Policy & Regulation
Sound Pharmaceuticals awarded FDA's Fast Track Designation for SPI-1005 for treating Meniere's Disease
19 September 2019 -

Biotechnology company Sound Pharmaceuticals disclosed on Wednesday that it has received the US FDA's Division of Neurology Products' Fast Track Designation for the expedited development of SPI-1005 for the treatment of Meniere's Disease (MD).

MD is diagnosed by episodic vertigo, fluctuating hearing loss and intermittent or constant tinnitus and is thought to be due to a swelling or inflammation of the inner ear. MD patients are typically diagnosed between 40 and 65 years of age.

The company said SPI-1005 is an investigational new drug that contains ebselen, a small molecule that is a new chemical entity, or NCE, under FDA classification. Ebselen is a selenorganic compound that mimics and induces glutathione peroxidase (GPx) activity and represents a novel class of anti-inflammatory. SPI-1005 is given orally and is being tested in several neurotologic indications.

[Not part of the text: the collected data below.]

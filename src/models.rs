use serde::{Deserialize, Serialize};
use serde_json::Number;

/// Opaque CoinGecko asset id such as `bitcoin`. Never normalized locally.
pub type AssetId = String;

#[derive(Debug, Clone, Serialize, Deserialize, PartialEq, Eq)]
pub struct CatalogEntry {
    pub id: AssetId,
    #[serde(default)]
    pub symbol: String,
    #[serde(default)]
    pub name: String,
}

/// One `/simple/price` entry as returned by the API.
#[derive(Debug, Clone, Deserialize)]
pub struct SimplePriceQuote {
    pub usd: Number,
    pub last_updated_at: i64,
}

#[derive(Debug, Clone, PartialEq)]
pub struct PriceObservation {
    pub name: AssetId,
    /// Copied from the payload so integers stay integers in the CSV.
    pub usd: Number,
    /// Local time, `%Y-%m-%d %H:%M:%S`.
    pub date: String,
}

#[derive(Debug, Clone, Serialize, PartialEq)]
pub struct PriceRow {
    pub name: AssetId,
    pub price: Number,
    pub date: String,
}

impl From<PriceObservation> for PriceRow {
    fn from(observation: PriceObservation) -> Self {
        Self {
            name: observation.name,
            price: observation.usd,
            date: observation.date,
        }
    }
}

pub type PriceTable = Vec<PriceRow>;

#[derive(Debug, Clone, Default)]
pub struct PriceReport {
    pub table: PriceTable,
    /// Requested ids the API did not return, in request order.
    pub missing: Vec<AssetId>,
}

#[derive(Debug, Clone, PartialEq, Eq)]
pub enum HealthStatus {
    Healthy,
    Unreachable(String),
    UnexpectedResponse(String),
}

impl HealthStatus {
    pub fn is_healthy(&self) -> bool {
        matches!(self, Self::Healthy)
    }
}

Based on the clinical data from two completed multi-centre, randomised, placebo-controlled Phase 1b and Phase 2b clinical trials, oral delivery of SPI-1005 for 21 or 28 days improved tinnitus and restored sensorineural hearing loss in patients affected by MD. The patients' tinnitus and vertigo were assessed using the Tinnitus Functional Index (TFI) and Vertigo Symptoms Scale (VSS).

Sound Pharmaceuticals has an End-of-Phase 2 Meeting scheduled with the FDA to discuss the pivotal Phase 3 study design and additional data required for NDA filing.